Having adopted a small kitten or puppy into their home, many owners do not think about the fact that over time their animal will grow up, and after reaching puberty the character of the pet may change. If the owner is engaged in breeding, he can only rejoice at the sexual activity of his pet. If an animal was adopted into a family simply as a pet, then its behavior during the heat period causes unnecessary concern.

You can read more detailed information about veterinary drugs, their use and dosages in the section - Veterinarian advice . You can also get an online consultation and check the availability of a particular drug in veterinary pharmacies in Astrakhan.

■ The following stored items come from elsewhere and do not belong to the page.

use serde::{Deserialize, Serialize};
use std::fmt;
use std::str::FromStr;

use crate::error::DcaError;
use crate::DcaResult;

/// How often the periodic amount is invested.
#[derive(Debug, Clone, Copy, Default, PartialEq, Eq, Hash, PartialOrd, Ord, Serialize, Deserialize)]
#[serde(rename_all = "snake_case")]
pub enum Frequency {
    #[default]
    Monthly,
    Quarterly,
    #[serde(alias = "semi_annual", alias = "semiannually")]
    Semiannual,
    #[serde(alias = "annually", alias = "yearly")]
    Annual,
}

impl Frequency {
    pub const ALL: [Frequency; 4] = [
        Frequency::Monthly,
        Frequency::Quarterly,
        Frequency::Semiannual,
        Frequency::Annual,
    ];

    /// Contribution stride measured in monthly price samples.
    pub fn stride(&self) -> usize {
        match self {
            Frequency::Monthly => 1,
            Frequency::Quarterly => 3,
            Frequency::Semiannual => 6,
            Frequency::Annual => 12,
        }
    }

    pub fn contributions_per_year(&self) -> u32 {
        12 / self.stride() as u32
    }

    pub fn as_str(&self) -> &'static str {
        match self {
            Frequency::Monthly => "monthly",
            Frequency::Quarterly => "quarterly",
            Frequency::Semiannual => "semiannual",
            Frequency::Annual => "annual",
        }
    }
}

impl fmt::Display for Frequency {
    fn fmt(&self, f: &mut fmt::Formatter<'_>) -> fmt::Result {
        f.write_str(self.as_str())
    }
}

impl FromStr for Frequency {
    type Err = DcaError;

    fn from_str(s: &str) -> Result<Self, Self::Err> {
        match s.trim().to_lowercase().as_str() {
            "monthly" => Ok(Frequency::Monthly),
            "quarterly" => Ok(Frequency::Quarterly),
            "semiannual" | "semi_annual" | "semi-annual" | "semiannually" => {
                Ok(Frequency::Semiannual)
            }
            "annual" | "annually" | "yearly" => Ok(Frequency::Annual),
            other => Err(DcaError::invalid(
                "frequency",
                format!("unknown frequency '{other}'. Use: monthly, quarterly, semiannual, annual"),
            )),
        }
    }
}

/// Amounts and cadence of a DCA plan.
#[derive(Debug, Clone, Copy, PartialEq, Serialize, Deserialize)]
pub struct ContributionSchedule {
    pub initial_amount: f64,
    pub periodic_amount: f64,
    #[serde(default)]
    pub frequency: Frequency,
}

impl ContributionSchedule {
    pub fn new(initial_amount: f64, periodic_amount: f64, frequency: Frequency) -> Self {
        Self {
            initial_amount,
            periodic_amount,
            frequency,
        }
    }

    /// A one-off investment with no periodic top-ups.
    pub fn lump_sum(amount: f64) -> Self {
        Self::new(amount, 0.0, Frequency::Monthly)
    }

    pub fn validate(&self) -> DcaResult<()> {
        if !self.initial_amount.is_finite() || self.initial_amount <= 0.0 {
            return Err(DcaError::invalid(
                "initial_amount",
                "must be a positive amount",
            ));
        }
        if !self.periodic_amount.is_finite() || self.periodic_amount < 0.0 {
            return Err(DcaError::invalid(
                "periodic_amount",
                "must be zero or a positive amount",
            ));
        }
        Ok(())
    }
}

/// Annual management fee, charged pro-rata on every monthly sample.
#[derive(Debug, Clone, Copy, Default, PartialEq, Serialize, Deserialize)]
pub struct FeeSchedule {
    pub annual_fee_rate: f64,
}

impl FeeSchedule {
    pub fn new(annual_fee_rate: f64) -> Self {
        Self { annual_fee_rate }
    }

    pub fn none() -> Self {
        Self::default()
    }

    /// Fraction of value kept after one period's fee.
    pub fn retention_factor(&self) -> f64 {
        1.0 - self.annual_fee_rate / 12.0
    }

    pub fn validate(&self) -> DcaResult<()> {
        if !self.annual_fee_rate.is_finite() || !(0.0..=1.0).contains(&self.annual_fee_rate) {
            return Err(DcaError::invalid(
                "annual_fee_rate",
                "must be a decimal rate between 0 and 1",
            ));
        }
        Ok(())
    }
}

#[cfg(test)]
mod tests {
    use super::*;

    #[test]
    fn test_strides() {
        let strides: Vec<usize> = Frequency::ALL.iter().map(|f| f.stride()).collect();
        assert_eq!(strides, vec![1, 3, 6, 12]);
        assert_eq!(Frequency::Quarterly.contributions_per_year(), 4);
    }

    #[test]
    fn test_frequency_parse() {
        assert_eq!("Quarterly".parse::<Frequency>().unwrap(), Frequency::Quarterly);
        assert_eq!("semi-annual".parse::<Frequency>().unwrap(), Frequency::Semiannual);
        assert!("weekly".parse::<Frequency>().is_err());
    }

    #[test]
    fn test_frequency_deserialize_alias() {
        let f: Frequency = serde_json::from_str("\"annually\"").unwrap();
        assert_eq!(f, Frequency::Annual);
    }

    #[test]
    fn test_schedule_defaults_to_monthly() {
        let s: ContributionSchedule =
            serde_json::from_str(r#"{"initial_amount":1000,"periodic_amount":50}"#).unwrap();
        assert_eq!(s.frequency, Frequency::Monthly);
    }

    #[test]
    fn test_schedule_rejects_zero_initial() {
        assert!(ContributionSchedule::new(0.0, 100.0, Frequency::Monthly)
            .validate()
            .is_err());
    }

    #[test]
    fn test_schedule_rejects_negative_periodic() {
        assert!(ContributionSchedule::new(1000.0, -1.0, Frequency::Monthly)
            .validate()
            .is_err());
    }

    #[test]
    fn test_fee_retention() {
        let fee = FeeSchedule::new(0.012);
        assert!((fee.retention_factor() - 0.999).abs() < 1e-12);
        assert!(FeeSchedule::new(-0.01).validate().is_err());
        assert!(FeeSchedule::new(1.5).validate().is_err());
    }
}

That is why a number of drugs have been developed that temporarily interrupt the sexual cycle (contraceptives) and have become widespread in Russia. They are easy to give and quite effective. Contraceptives can be divided into two groups. The first is drugs that are made on a natural basis - usually herbs. The second group is chemical hormonal contraceptives. Regardless of the composition of the contraceptive, the dosage is calculated depending on the weight of the animal. Therefore, the effect with the correct dosage is the same in both cats and dogs, and in small and large breeds.
Natural preparations are slightly weaker than chemical ones, but, on the other hand, do not cause any harm to the animal’s body. Perhaps the most popular of this group is Kot Bayun, a herbal tea that is used to calm the animal, including during heat.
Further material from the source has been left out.